Manusia mencoba mencari arti dalam hidupnya. Mereka melakukan banyak hal-hal besar yang jauh melampaui akal untuk menemukan apa solusinya. Akhirnya mereka mendapati bahwa hal-hal besar itu sia-sia karena solusinya ada dalam diri mereka sendiri. Manusia secara pribadi memiliki suatu ruangan dalam pikirannya. Ruangan itu tak terbatas, bisa diisi apa saja, berapa saja dan kapan saja. Hal inilah yang membuat manusia menjadi tidak puas oleh karena mengisi ruang tak terbatas itu dengan hal-hal terbatas yang mereka temukan dalam pencarian arti hidup. Pada akhirnya, manusia menemukan arti hidup ketika ruangan yang tak terbatas itu diisi oleh Yang Tak Terbatas juga. Tuhan. Itulah SQ (Spiritual Quotient).

Penulis lahir dalam keluarga Protestan, dibesarkan dalam lingkungan Katolik dan bergaul dengan teman-tema Muslim, Hindu serta Buddha. Tak ada yang salah dengan agama, namun apakah agama dapat membawa kepada suatu spiritualitas. Jawabannya kembali kepada diri masing-masing, karena cara penyikapan tiap-tiap orang berbeda. Pertanyaannya adalah bisakah  penyikapan ini disamakan? Penulis tidak mau berpolemik dengan ini. Kebenaran bagi tiap orang bisa memiliki standar berbeda-beda ketika mereka lebih memilih ego dan emosi masing-masing diatas suara hati nurani. Tak dapat dipungkiri juga, manusia pun masih terkecoh oleh suara hati nurani yang tidak murni. Ketidakmurnian ini terjadi akibat masih bercampurnya emosi dan ego bawaan, dan ini tidak mudah dihilangkan. Contohnya, secara normal, siapa sih manusia yang ingin kalah? Hehe.. Kemenangan selalu lebih indah daripada kekalahan. Jikalau pun kalah, bisakah kekalahan itu diterima? Atau, malah melanjutkan dengan pembelaan atau pembenaran? Penulis selalu kagum kepada orang yang berjiwa ksatria menerima kekalahan. Memang ini seperti koin bersisi dua. Di satu sisi dihujat karena kalah (oleh diri sendiri atau orang lain), di sisi lain dipuji (biasanya oleh pihak yang menang) karena menerima kekalahan.

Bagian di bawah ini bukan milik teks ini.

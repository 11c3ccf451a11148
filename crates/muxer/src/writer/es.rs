use camrec_media_info::{AudioParams, ContainerFormat, VideoParams};
use std::{
    fs::File,
    io::{BufWriter, Write},
    path::{Path, PathBuf},
};
use tracing::*;

use super::{ContainerWriter, WriterError};

/// Writes the elementary streams straight to disk.
///
/// Video access units are concatenated into the output path. Audio goes to a sibling
/// file named after the audio codec (`clip.mp4` -> `clip.mp2`). The thumbnail trailer
/// lands at the end of the video file.
#[derive(Default)]
pub struct EsFileWriter {
    open: Option<OpenFiles>,
}

struct OpenFiles {
    video_path: PathBuf,
    video: BufWriter<File>,
    audio: Option<(PathBuf, BufWriter<File>)>,
    video_bytes: u64,
    audio_bytes: u64,
}

impl EsFileWriter {
    pub fn new() -> Self {
        Self::default()
    }

    pub fn audio_path(video_path: &Path, audio: &AudioParams) -> PathBuf {
        let mut path = video_path.to_path_buf();
        // drop the in-progress suffix along with the container extension
        if path.extension().is_some_and(|ext| ext == "part") {
            path.set_extension("");
        }
        path.set_extension(audio.codec.tag());
        path
    }

    fn open_mut(&mut self) -> Result<&mut OpenFiles, WriterError> {
        self.open.as_mut().ok_or(WriterError::NotOpen)
    }
}

impl ContainerWriter for EsFileWriter {
    fn init(
        &mut self,
        format: ContainerFormat,
        path: &Path,
        video: &VideoParams,
        audio: Option<&AudioParams>,
    ) -> Result<(), WriterError> {
        if self.open.is_some() {
            return Err(WriterError::AlreadyOpen);
        }

        if let Some(parent) = path.parent() {
            std::fs::create_dir_all(parent)?;
        }

        let video_file = BufWriter::new(File::create(path)?);
        let audio_file = match audio {
            Some(audio) => {
                let audio_path = Self::audio_path(path, audio);
                let file = BufWriter::new(File::create(&audio_path)?);
                Some((audio_path, file))
            }
            None => None,
        };

        debug!(
            path = %path.display(),
            format = %format,
            video = video.codec.tag(),
            audio = audio.map(|a| a.codec.muxer_tag()),
            "Opened elementary stream output"
        );

        self.open = Some(OpenFiles {
            video_path: path.to_path_buf(),
            video: video_file,
            audio: audio_file,
            video_bytes: 0,
            audio_bytes: 0,
        });

        Ok(())
    }

    fn write_video_frame(&mut self, data: &[u8], _: i64, _: bool) -> Result<(), WriterError> {
        let open = self.open_mut()?;
        open.video.write_all(data)?;
        open.video_bytes += data.len() as u64;
        Ok(())
    }

    fn write_audio_frame(&mut self, data: &[u8], _: i64) -> Result<(), WriterError> {
        let open = self.open_mut()?;
        let Some((_, audio)) = open.audio.as_mut() else {
            return Err(WriterError::Unsupported("stream has no audio track"));
        };
        audio.write_all(data)?;
        open.audio_bytes += data.len() as u64;
        Ok(())
    }

    fn append_trailer(&mut self, data: &[u8]) -> Result<(), WriterError> {
        let open = self.open_mut()?;
        open.video.write_all(data)?;
        Ok(())
    }

    fn deinit(&mut self) -> Result<(), WriterError> {
        let Some(open) = self.open.take() else {
            return Err(WriterError::NotOpen);
        };

        let video = open.video.into_inner().map_err(|e| e.into_error())?;
        video.sync_all()?;

        if let Some((audio_path, audio)) = open.audio {
            let audio = audio.into_inner().map_err(|e| e.into_error())?;
            if let Err(e) = audio.sync_all() {
                warn!("File fsync failed for {}: {e}", audio_path.display());
            }
        }

        trace!(
            path = %open.video_path.display(),
            video_bytes = open.video_bytes,
            audio_bytes = open.audio_bytes,
            "Closed elementary stream output"
        );

        Ok(())
    }
}

#[cfg(test)]
mod tests {
    use super::*;
    use camrec_media_info::{AudioCodec, VideoCodec};
    use tempfile::TempDir;

    fn video() -> VideoParams {
        VideoParams::new(VideoCodec::H264, 640, 360, 30, 30)
    }

    #[test]
    fn writes_video_audio_and_trailer() {
        let dir = TempDir::new().unwrap();
        let path = dir.path().join("nested/clip.mp4");
        let audio = AudioParams::new(AudioCodec::Mp2, 48_000, 1).unwrap();

        let mut writer = EsFileWriter::new();
        writer
            .init(ContainerFormat::Mp4, &path, &video(), Some(&audio))
            .unwrap();
        writer.write_video_frame(&[0, 0, 0, 1, 0x65], 0, true).unwrap();
        writer.write_audio_frame(&[0xFF, 0xFD], 0).unwrap();
        writer.write_video_frame(&[0, 0, 0, 1, 0x41], 33_333, false).unwrap();
        writer.append_trailer(b"TRAILER").unwrap();
        writer.deinit().unwrap();

        assert_eq!(
            std::fs::read(&path).unwrap(),
            b"\x00\x00\x00\x01\x65\x00\x00\x00\x01\x41TRAILER"
        );
        assert_eq!(
            std::fs::read(dir.path().join("nested/clip.mp2")).unwrap(),
            vec![0xFF, 0xFD]
        );
    }

    #[test]
    fn audio_path_strips_part_suffix() {
        let audio = AudioParams::new(AudioCodec::Mp3, 44_100, 2).unwrap();
        assert_eq!(
            EsFileWriter::audio_path(Path::new("/rec/a.mp4.part"), &audio),
            PathBuf::from("/rec/a.mp3")
        );
    }

    #[test]
    fn rejects_calls_out_of_order() {
        let dir = TempDir::new().unwrap();
        let path = dir.path().join("clip.ts");
        let mut writer = EsFileWriter::new();

        assert!(matches!(
            writer.write_video_frame(&[1], 0, true),
            Err(WriterError::NotOpen)
        ));

        writer
            .init(ContainerFormat::MpegTs, &path, &video(), None)
            .unwrap();
        assert!(matches!(
            writer.init(ContainerFormat::MpegTs, &path, &video(), None),
            Err(WriterError::AlreadyOpen)
        ));
        assert!(matches!(
            writer.write_audio_frame(&[1], 0),
            Err(WriterError::Unsupported(_))
        ));

        writer.deinit().unwrap();
        assert!(matches!(writer.deinit(), Err(WriterError::NotOpen)));
    }
}
use std::path::PathBuf;

use anyhow::Context;
use camrec_muxer::{SessionAttr, ThumbnailBox};
use clap::{Parser, Subcommand};
use tracing_subscriber::{EnvFilter, fmt, prelude::*};

mod record;

#[derive(Parser)]
#[command(name = "camrec", about = "Record synthetic camera streams through the muxer")]
struct Cli {
    #[command(subcommand)]
    command: Commands,
}

#[derive(Subcommand)]
enum Commands {
    /// Record synthetic frames into split output files
    Record(record::RecordArgs),
    /// Show the thumbnail box embedded at the end of a recorded file
    Inspect { file: PathBuf },
    /// Print a session config for a single 1080p camera
    SampleConfig {
        #[arg(long, default_value_t = 0)]
        camera_id: u32,
    },
}

fn main() -> anyhow::Result<()> {
    tracing_subscriber::registry()
        .with(fmt::layer().with_writer(std::io::stderr))
        .with(EnvFilter::from_default_env().add_directive(tracing::Level::INFO.into()))
        .init();

    let cli = Cli::parse();

    match cli.command {
        Commands::Record(args) => args.run(),
        Commands::Inspect { file } => inspect(&file),
        Commands::SampleConfig { camera_id } => {
            let attr = SessionAttr::sample(camera_id);
            println!("{}", serde_json::to_string_pretty(&attr)?);
            Ok(())
        }
    }
}

fn inspect(file: &std::path::Path) -> anyhow::Result<()> {
    let bytes =
        std::fs::read(file).with_context(|| format!("Failed to read '{}'", file.display()))?;

    let thumbnail = ThumbnailBox::find_last(&bytes).map(|(offset, thumbnail)| {
        serde_json::json!({
            "offset": offset,
            "params": thumbnail.params,
            "payloadBytes": thumbnail.payload.len(),
        })
    });

    let summary = serde_json::json!({
        "path": file,
        "size": bytes.len(),
        "thumbnail": thumbnail,
    });
    println!("{}", serde_json::to_string_pretty(&summary)?);

    Ok(())
}
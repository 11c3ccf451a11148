use serde::{Deserialize, Serialize};
use std::{fmt, str::FromStr};

pub const MICROS_PER_SEC: i64 = 1_000_000;

#[derive(Debug, thiserror::Error, PartialEq, Eq)]
pub enum MediaInfoError {
    #[error("Unsupported number of channels: {0}")]
    ChannelCount(u16),
    #[error("Frame rate must be non-zero")]
    FrameRate,
    #[error("GOP length must be non-zero")]
    Gop,
    #[error("Invalid dimensions {0}x{1}")]
    Dimensions(u32, u32),
    #[error("Sample rate must be non-zero")]
    SampleRate,
    #[error("Unknown {kind} tag '{tag}'")]
    UnknownTag { kind: &'static str, tag: String },
}

#[derive(Debug, Clone, Copy, PartialEq, Eq, Hash, Serialize, Deserialize)]
#[serde(rename_all = "lowercase")]
pub enum ContainerFormat {
    Mp4,
    #[serde(rename = "mpegts")]
    MpegTs,
    Flv,
}

impl ContainerFormat {
    /// Short name understood by the container writers.
    pub const fn tag(&self) -> &'static str {
        match self {
            Self::Mp4 => "mp4",
            Self::MpegTs => "mpegts",
            Self::Flv => "flv",
        }
    }

    pub const fn extension(&self) -> &'static str {
        match self {
            Self::Mp4 => "mp4",
            Self::MpegTs => "ts",
            Self::Flv => "flv",
        }
    }
}

impl fmt::Display for ContainerFormat {
    fn fmt(&self, f: &mut fmt::Formatter<'_>) -> fmt::Result {
        f.write_str(self.tag())
    }
}

impl FromStr for ContainerFormat {
    type Err = MediaInfoError;

    fn from_str(s: &str) -> Result<Self, Self::Err> {
        Ok(match s {
            "mp4" => Self::Mp4,
            "mpegts" | "ts" => Self::MpegTs,
            "flv" => Self::Flv,
            _ => {
                return Err(MediaInfoError::UnknownTag {
                    kind: "container",
                    tag: s.to_string(),
                });
            }
        })
    }
}

#[derive(Debug, Clone, Copy, PartialEq, Eq, Hash, Serialize, Deserialize)]
#[serde(rename_all = "lowercase")]
pub enum VideoCodec {
    H264,
    H265,
}

impl VideoCodec {
    pub const fn tag(&self) -> &'static str {
        match self {
            Self::H264 => "h264",
            Self::H265 => "h265",
        }
    }
}

#[derive(Debug, Clone, Copy, PartialEq, Eq, Hash, Serialize, Deserialize)]
#[serde(rename_all = "lowercase")]
pub enum AudioCodec {
    /// MPEG-1 Layer III payloads, declared to the container as MP2.
    Mp3,
    Mp2,
}

impl AudioCodec {
    pub const fn tag(&self) -> &'static str {
        match self {
            Self::Mp3 => "mp3",
            Self::Mp2 => "mp2",
        }
    }

    /// Codec tag handed to the container. Both variants are muxed as MP2.
    pub const fn muxer_tag(&self) -> &'static str {
        "mp2"
    }
}

#[derive(Debug, Clone, Copy, PartialEq, Eq, Serialize, Deserialize)]
#[serde(rename_all = "camelCase")]
pub struct VideoParams {
    pub codec: VideoCodec,
    pub width: u32,
    pub height: u32,
    pub frame_rate: u32,
    pub gop: u32,
    #[serde(default)]
    pub bitrate_kbps: u32,
}

impl VideoParams {
    pub fn new(codec: VideoCodec, width: u32, height: u32, frame_rate: u32, gop: u32) -> Self {
        Self {
            codec,
            width,
            height,
            frame_rate,
            gop,
            bitrate_kbps: 0,
        }
    }

    pub fn validate(&self) -> Result<(), MediaInfoError> {
        if self.frame_rate == 0 {
            return Err(MediaInfoError::FrameRate);
        }
        if self.gop == 0 {
            return Err(MediaInfoError::Gop);
        }
        if self.width == 0 || self.height == 0 {
            return Err(MediaInfoError::Dimensions(self.width, self.height));
        }
        Ok(())
    }

    /// Length of one frame in microseconds, truncated.
    pub fn frame_interval_us(&self) -> i64 {
        MICROS_PER_SEC / i64::from(self.frame_rate.max(1))
    }

    /// Length of one frame in milliseconds, truncated.
    pub fn frame_interval_ms(&self) -> u64 {
        1000 / u64::from(self.frame_rate.max(1))
    }
}

#[derive(Debug, Clone, Copy, PartialEq, Eq, Serialize, Deserialize)]
#[serde(rename_all = "camelCase")]
pub struct AudioParams {
    pub codec: AudioCodec,
    pub sample_rate: u32,
    pub channels: u16,
    #[serde(default)]
    pub bitrate_kbps: u32,
}

impl AudioParams {
    pub const MAX_AUDIO_CHANNELS: u16 = 8;

    pub fn new(codec: AudioCodec, sample_rate: u32, channels: u16) -> Result<Self, MediaInfoError> {
        let params = Self {
            codec,
            sample_rate,
            channels,
            bitrate_kbps: 0,
        };
        params.validate()?;
        Ok(params)
    }

    pub fn validate(&self) -> Result<(), MediaInfoError> {
        if self.channels == 0 || self.channels > Self::MAX_AUDIO_CHANNELS {
            return Err(MediaInfoError::ChannelCount(self.channels));
        }
        if self.sample_rate == 0 {
            return Err(MediaInfoError::SampleRate);
        }
        Ok(())
    }
}

#[derive(Debug, Clone, Copy, PartialEq, Eq, Default, Serialize, Deserialize)]
#[serde(rename_all = "lowercase")]
pub enum ThumbnailKind {
    #[default]
    Jpeg,
    Nv12,
}

impl ThumbnailKind {
    /// Type byte stored after the `thm` tag in the trailer box.
    pub const fn code(&self) -> u8 {
        match self {
            Self::Jpeg => 1,
            Self::Nv12 => 2,
        }
    }

    pub const fn from_code(code: u8) -> Option<Self> {
        match code {
            1 => Some(Self::Jpeg),
            2 => Some(Self::Nv12),
            _ => None,
        }
    }
}

/// Geometry of the preview snapshot embedded into each finished file.
///
/// `virtual_*` are the aligned buffer dimensions the hardware scaler produced,
/// which can exceed the visible `width`/`height`.
#[derive(Debug, Clone, Copy, PartialEq, Eq, Serialize, Deserialize)]
#[serde(rename_all = "camelCase")]
pub struct ThumbnailParams {
    #[serde(default)]
    pub kind: ThumbnailKind,
    pub width: u32,
    pub height: u32,
    pub virtual_width: u32,
    pub virtual_height: u32,
}

impl Default for ThumbnailParams {
    fn default() -> Self {
        Self {
            kind: ThumbnailKind::Jpeg,
            width: 320,
            height: 180,
            virtual_width: 320,
            virtual_height: 192,
        }
    }
}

Sifat ego manusia ditambah lagi dengan adanya agama akan membuat kotak-kotak atau kubu manusia. Inilah suatu potensi perpecahan yang selalu bisa dimanfaatkan oleh pihak-pihak tidak benar yang ingin memanfaatkan kondisi. Penulis sempat berpikir, apakah agama menjadi hanya satu-satunya jalan menuju Tuhan? Atau adakah jalan spritualitas menuju Tuhan tanpa melalui agama?

Penulis lebih memilih konteks percaya/ beriman kepada Allah Yang Maha Kuasa, tanpa melalui agama karena agama mengotak-otak manusia. Semua agama mengajarkan kasih. Kasih tidak hanya milik agama tertentu. Kasih berlaku universal bukan?

Akhirnya penulis menyimpulkan makna hidup/dunia didapat melalui Tuhan. Spiritual, hubungan dengan Maha Kuasa yang Tak Terbatas, didalamnya akan ditemukan jawaban.